Saved data entries:
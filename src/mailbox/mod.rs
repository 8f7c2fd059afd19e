//! Mail-service capability used by rule actions, and its implementations.

pub mod dry_run;
pub mod local;

pub use dry_run::{DryRunMailbox, PlannedAction};
pub use local::LocalMailbox;

/// The mailbox mutations rule actions can request.
///
/// Each call is independent and reports only success or failure. Name
/// resolution for mailboxes and labels is the implementation's concern.
pub trait MailService {
    fn mark_read(&mut self, id: &str) -> bool;
    fn mark_unread(&mut self, id: &str) -> bool;
    /// Move message `id` to the mailbox named `destination`.
    fn move_message(&mut self, id: &str, destination: &str) -> bool;
    /// Add the label named `label` to message `id`.
    fn apply_label(&mut self, id: &str, label: &str) -> bool;
}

DIRECTIONS FOR THIS TASK:
Give back the records above, character for character.

THE ANSWER:
filename src/mailbox/mod.rs
repository 8f7c2fd059afd19e
//! Mail-service capability used by rule actions, and its implementations.

pub mod dry_run;
pub mod local;

pub use dry_run::{DryRunMailbox, PlannedAction};
pub use local::LocalMailbox;

/// The mailbox mutations rule actions can request.
///
/// Each call is independent and reports only success or failure. Name
/// resolution for mailboxes and labels is the implementation's concern.
pub trait MailService {
    fn mark_read(&mut self, id: &str) -> bool;
    fn mark_unread(&mut self, id: &str) -> bool;
    /// Move message `id` to the mailbox named `destination`.
    fn move_message(&mut self, id: &str, destination: &str) -> bool;
    /// Add the label named `label` to message `id`.
    fn apply_label(&mut self, id: &str, label: &str) -> bool;
}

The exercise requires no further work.